What did James mean by ‘mystical’?
Intense & totally immersive.
What do mystical experiences often involve?
A sense of unity with some kind of higher power or even with the universe itself.
What are James’ four criteria which characterises all mystical religious experiences?
Ineffable
- beyond language, cant be put into words.
Noetic
- some sort of knowledge or insight gained.
Transient
- temporary.
Passive
- happens to the person, the person doesn’t make the experience happen.
What does James say that the most useful descriptor of a mystical experience is?
That it ‘defies expression, that no adequate report of its content can be given in words’.
It is ineffable, had to be directly experienced to be appreciated (like music or love).
What is James’ pluralist argument for religious experience?
His four criteria are found in religious experiences globally.
He concludes that mystical are the core of religion, and teachings & practices were ‘second hand’ religion (not what religion is really about).
This makes James a pluralist, the view that all religions are true.
What argument of James’ W. Stace develop? What did he say?
James’ pluralist argument - that all RE are coming from a higher spiritual reality.
Stace claims that this universality of certain features of RE is good evidence that they’re real.
What is James’ pragmatism argument?
It argues against the attempt to dismiss RE as mere hallucinations.
He argued that the validity of RE depended upon the effect it had on people’s lives.
What two types of mystical experience does Walter Stace differentiate?
Extrovertive mystical experiences
Introvertive mystical experiences
What is a extrovertive mystical experience?
It is non sensuous.
The material word is still seen, but with a non sensuous unity.
Everything appears to be unified, division of separate objects is dissolved.
What is an introvertive mystical experience?
It involves the transcendence of all sensory experience.
Our sense of self is replaced by mystical consciousness - we lose the sense that we are a self separate from the world.
The normal intellect is not functioning - it is a non-intellectual experience.
In regard to verifying RE, if RE are private (they occur in our minds) what does this mean?
That we can’t test if they are true, there is no way to verify a RE.
What argument can be used to respond to the claim that we cannot access the validity of RE because they are private to a persons’ mind?
James’ pragmatism argument
- The validity of RE depended upon the effects they had on peoples lives.

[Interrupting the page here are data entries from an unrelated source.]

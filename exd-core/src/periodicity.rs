use serde::{Deserialize, Serialize};
use std::fmt;

/// How often a dataset is published.
#[derive(Debug, PartialEq, Eq, Clone, Hash, Serialize, Deserialize)]
pub enum Periodicity {
    Monthly,
    Quarterly,
    Annual,
    Other(String),
}

impl From<&str> for Periodicity {
    fn from(raw: &str) -> Self {
        let lower = raw.trim().to_lowercase();
        if lower.contains("mensual") {
            Periodicity::Monthly
        } else if lower.contains("trimestral") {
            Periodicity::Quarterly
        } else if lower.contains("anual") {
            Periodicity::Annual
        } else {
            Periodicity::Other(raw.trim().to_string())
        }
    }
}

impl Periodicity {
    /// The INE Tempus `tip` code for this periodicity.
    pub fn ine_tip(&self) -> Option<&'static str> {
        match self {
            Periodicity::Monthly => Some("M"),
            Periodicity::Quarterly => Some("T"),
            Periodicity::Annual => Some("A"),
            Periodicity::Other(_) => None,
        }
    }
}

impl fmt::Display for Periodicity {
    fn fmt(&self, f: &mut fmt::Formatter<'_>) -> fmt::Result {
        match self {
            Periodicity::Monthly => write!(f, "Mensual"),
            Periodicity::Quarterly => write!(f, "Trimestral"),
            Periodicity::Annual => write!(f, "Anual"),
            Periodicity::Other(raw) => write!(f, "{}", raw),
        }
    }
}

#[cfg(test)]
mod tests {
    use super::Periodicity;

    #[test]
    fn test_from_catalog_strings() {
        assert_eq!(Periodicity::from("Mensual"), Periodicity::Monthly);
        assert_eq!(Periodicity::from(" trimestral "), Periodicity::Quarterly);
        assert_eq!(Periodicity::from("Anual"), Periodicity::Annual);
        assert_eq!(
            Periodicity::from("Semestral"),
            Periodicity::Other("Semestral".to_string())
        );
    }

    #[test]
    fn test_ine_tip() {
        assert_eq!(Periodicity::Monthly.ine_tip(), Some("M"));
        assert_eq!(Periodicity::Quarterly.ine_tip(), Some("T"));
        assert_eq!(Periodicity::Other("x".into()).ine_tip(), None);
    }
}
//! Command implementations for the Extremadura en Datos CLI.
//!
//! Provides subcommands for browsing the dataset catalog and running the
//! chart pipeline against a local data directory or a published site.

use clap::Subcommand;

pub mod check;
pub mod list;
pub mod show;
pub mod source;
pub mod summary;

/// Where dataset files are read from unless `--source` is given.
pub const DEFAULT_SOURCE: &str = ".";

#[derive(Subcommand)]
pub enum Command {
    /// List the dataset catalog grouped by category
    List {
        /// Only show categories containing this text (case-insensitive)
        #[arg(short, long)]
        category: Option<String>,
    },

    /// Load one dataset and print its chart series
    Show {
        /// Dataset id (INE table id)
        id: String,

        /// Site root: a directory or an http(s) base URL
        #[arg(short, long, default_value = DEFAULT_SOURCE)]
        source: String,

        /// Print the series as JSON instead of a table
        #[arg(long)]
        json: bool,
    },

    /// Print the latest value and change vs the previous period for each dataset
    Summary {
        /// Site root: a directory or an http(s) base URL
        #[arg(short, long, default_value = DEFAULT_SOURCE)]
        source: String,

        /// Only summarise categories containing this text (case-insensitive)
        #[arg(short, long)]
        category: Option<String>,
    },

    /// Verify that every catalog dataset has a readable data file
    Check {
        /// Site root: a directory or an http(s) base URL
        #[arg(short, long, default_value = DEFAULT_SOURCE)]
        source: String,
    },
}

pub async fn run(command: Command) -> anyhow::Result<()> {
    match command {
        Command::List { category } => list::run_list(category.as_deref()),
        Command::Show { id, source, json } => show::run_show(&id, &source, json).await,
        Command::Summary { source, category } => {
            summary::run_summary(&source, category.as_deref()).await
        }
        Command::Check { source } => check::run_check(&source).await,
    }
}

/// Case-insensitive substring match used by the `--category` filters.
pub(crate) fn category_matches(category: &str, filter: Option<&str>) -> bool {
    match filter {
        Some(f) => category.to_lowercase().contains(&f.trim().to_lowercase()),
        None => true,
    }
}

#[cfg(test)]
mod tests {
    use super::category_matches;

    #[test]
    fn test_category_matches() {
        assert!(category_matches("Industria y Empresa", Some("industria")));
        assert!(category_matches("Industria y Empresa", Some(" EMPRESA ")));
        assert!(!category_matches("Turismo", Some("industria")));
        assert!(category_matches("Turismo", None));
    }
}
use anyhow::{bail, Context};
use chrono::NaiveDateTime;
use exd_utils::dates::{from_epoch_millis, parse_ine_period, parse_observation_date};
use exd_utils::numbers::parse_number;
use serde::Serialize;
use serde_json::Value;
use std::cmp::Ordering;

/// Keys that may carry the observation date, in lookup order.
const DATE_KEYS: [&str; 3] = ["Fecha", "Periodo", "period"];

/// Keys that may carry the observation value, in lookup order.
const VALUE_KEYS: [&str; 2] = ["Valor", "value"];

/// Numbers above this are epoch milliseconds; below it, a bare year.
const EPOCH_MILLIS_THRESHOLD: f64 = 10_000_000.0;

/// One time-stamped data point of a dataset.
///
/// Malformed rows are kept: `fecha` is `None` when no date could be parsed
/// and `valor` is `NaN` when the value is missing or not numeric. Other
/// dimensions in the source row are ignored.
#[derive(Debug, Clone, PartialEq, Serialize)]
pub struct ObservationRecord {
    pub fecha: Option<NaiveDateTime>,
    pub valor: f64,
}

impl ObservationRecord {
    pub fn new(fecha: Option<NaiveDateTime>, valor: f64) -> Self {
        Self { fecha, valor }
    }

    /// Ascending by date; records without a date order after all dated ones.
    pub fn cmp_by_date(&self, other: &Self) -> Ordering {
        match (&self.fecha, &other.fecha) {
            (Some(a), Some(b)) => a.cmp(b),
            (Some(_), None) => Ordering::Less,
            (None, Some(_)) => Ordering::Greater,
            (None, None) => Ordering::Equal,
        }
    }

    /// Decode a processed data file.
    ///
    /// Accepted shapes: a bare array of rows, `{"Data": [...]}`, or
    /// `[{"Data": [...]}]`.
    pub fn parse_observations(body: &str) -> anyhow::Result<Vec<ObservationRecord>> {
        let value: Value = serde_json::from_str(body).context("invalid JSON")?;
        let rows = match value {
            Value::Array(items) => {
                if items.len() == 1 && items[0].get("Data").is_some() {
                    let data = items
                        .into_iter()
                        .next()
                        .and_then(|mut wrapper| wrapper.get_mut("Data").map(Value::take));
                    expect_rows(data)?
                } else {
                    items
                }
            }
            Value::Object(mut wrapper) => expect_rows(wrapper.remove("Data"))?,
            other => bail!("expected a JSON array of observations, found {}", kind(&other)),
        };

        rows.iter()
            .enumerate()
            .map(|(i, row)| {
                ObservationRecord::try_from(row).with_context(|| format!("observation {}", i))
            })
            .collect()
    }
}

fn expect_rows(data: Option<Value>) -> anyhow::Result<Vec<Value>> {
    match data {
        Some(Value::Array(items)) => Ok(items),
        Some(other) => bail!("expected \"Data\" to be an array, found {}", kind(&other)),
        None => bail!("expected a JSON array or an object with a \"Data\" array"),
    }
}

fn kind(value: &Value) -> &'static str {
    match value {
        Value::Null => "null",
        Value::Bool(_) => "a boolean",
        Value::Number(_) => "a number",
        Value::String(_) => "a string",
        Value::Array(_) => "an array",
        Value::Object(_) => "an object",
    }
}

fn first_present<'a>(row: &'a serde_json::Map<String, Value>, keys: &[&str]) -> Option<&'a Value> {
    keys.iter()
        .filter_map(|k| row.get(*k))
        .find(|v| !v.is_null())
}

fn date_from_json(value: &Value) -> Option<NaiveDateTime> {
    match value {
        Value::String(s) => parse_observation_date(s),
        Value::Number(n) => {
            let n = n.as_f64()?;
            if n > EPOCH_MILLIS_THRESHOLD {
                from_epoch_millis(n as i64)
            } else {
                parse_ine_period(&format!("{}", n as i64))
                    .ok()
                    .map(|d| d.and_time(chrono::NaiveTime::MIN))
            }
        }
        _ => None,
    }
}

fn value_from_json(value: &Value) -> f64 {
    match value {
        Value::Number(n) => n.as_f64().unwrap_or(f64::NAN),
        Value::String(s) => parse_number(s).unwrap_or(f64::NAN),
        _ => f64::NAN,
    }
}

impl TryFrom<&Value> for ObservationRecord {
    type Error = anyhow::Error;

    fn try_from(row: &Value) -> Result<Self, Self::Error> {
        let Value::Object(fields) = row else {
            bail!("expected an object, found {}", kind(row));
        };
        let fecha = first_present(fields, &DATE_KEYS).and_then(date_from_json);
        let valor = first_present(fields, &VALUE_KEYS)
            .map(value_from_json)
            .unwrap_or(f64::NAN);
        Ok(ObservationRecord { fecha, valor })
    }
}

#[cfg(test)]
mod tests {
    use super::ObservationRecord;
    use chrono::{NaiveDate, NaiveDateTime, NaiveTime};

    fn ymd(y: i32, m: u32, d: u32) -> Option<NaiveDateTime> {
        NaiveDate::from_ymd_opt(y, m, d).map(|d| d.and_time(NaiveTime::MIN))
    }

    // Shape written by the data pipeline: records with ISO dates plus other dimensions.
    const PROCESSED: &str = r#"[
        {"Fecha":"2025-02-01T00:00:00.000","Comunidades y Ciudades Autónomas":"Extremadura","Valor":101.3},
        {"Fecha":"2025-01-01T00:00:00.000","Comunidades y Ciudades Autónomas":"Extremadura","Valor":100.9}
    ]"#;

    #[test]
    fn test_parse_processed_records() {
        let records = ObservationRecord::parse_observations(PROCESSED).unwrap();
        assert_eq!(records.len(), 2);
        assert_eq!(records[0].fecha, ymd(2025, 2, 1));
        assert_eq!(records[0].valor, 101.3);
        assert_eq!(records[1].fecha, ymd(2025, 1, 1));
    }

    #[test]
    fn test_parse_data_wrappers() {
        let wrapped = r#"[{"Data":[{"Periodo":"2024M11","Valor":"1.234,5"}]}]"#;
        let records = ObservationRecord::parse_observations(wrapped).unwrap();
        assert_eq!(records, vec![ObservationRecord::new(ymd(2024, 11, 1), 1234.5)]);

        let object = r#"{"Data":[{"Fecha":1735689600000,"value":3}]}"#;
        let records = ObservationRecord::parse_observations(object).unwrap();
        assert_eq!(records, vec![ObservationRecord::new(ymd(2025, 1, 1), 3.0)]);
    }

    #[test]
    fn test_parse_month_period_spellings() {
        for period in ["2025-01", "01/2025", "2025/01", "2025 m 1", "2025m01"] {
            let body = format!(r#"[{{"period":"{}","value":3}}]"#, period);
            let records = ObservationRecord::parse_observations(&body).unwrap();
            assert_eq!(
                records,
                vec![ObservationRecord::new(ymd(2025, 1, 1), 3.0)],
                "period {}",
                period
            );
        }
    }

    #[test]
    fn test_malformed_rows_propagate() {
        let body = r#"[{"Fecha":"garbage","Valor":null},{"Valor":"n/a"},{"Fecha":"2025T2"}]"#;
        let records = ObservationRecord::parse_observations(body).unwrap();
        assert_eq!(records.len(), 3);
        assert_eq!(records[0].fecha, None);
        assert!(records[0].valor.is_nan());
        assert_eq!(records[1].fecha, None);
        assert!(records[1].valor.is_nan());
        assert_eq!(records[2].fecha, ymd(2025, 4, 1));
        assert!(records[2].valor.is_nan());
    }

    #[test]
    fn test_parse_rejects_wrong_shapes() {
        assert!(ObservationRecord::parse_observations("not json").is_err());
        assert!(ObservationRecord::parse_observations("42").is_err());
        assert!(ObservationRecord::parse_observations(r#"{"rows":[]}"#).is_err());
        assert!(ObservationRecord::parse_observations(r#"[1, 2]"#).is_err());
    }

    #[test]
    fn test_empty_array_is_valid() {
        let records = ObservationRecord::parse_observations("[]").unwrap();
        assert!(records.is_empty());
    }

    #[test]
    fn test_cmp_by_date_puts_undated_last() {
        let dated = ObservationRecord::new(ymd(2025, 1, 1), 1.0);
        let undated = ObservationRecord::new(None, 2.0);
        assert_eq!(dated.cmp_by_date(&undated), std::cmp::Ordering::Less);
        assert_eq!(undated.cmp_by_date(&dated), std::cmp::Ordering::Greater);
    }
}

What is the challenge of naturalistic explaination?
That we can explain RE through psychological or physiological explanations.
This may be meditation, mental illness, mass hysteria, prayer, drugs, alcohol, fasting, hallucinations etc.
What did Persinger create that can be used as a challenge to RE?
The ‘God helmet’.
It physiologically manipulated people’s brain waves, sometimes causing them to have a ‘RE’ where they felt the presence of unseen beings.
- Showes RE originates from the brain, not something supernatural.
How could someone argue Persinger’s experiment doesn’t disprove a supernatural cause of RE?
Maybe that brain manipulation is the way by which God creates RE.
God can connect with us when our brain is in a certain state - this manipulation may bring about this state.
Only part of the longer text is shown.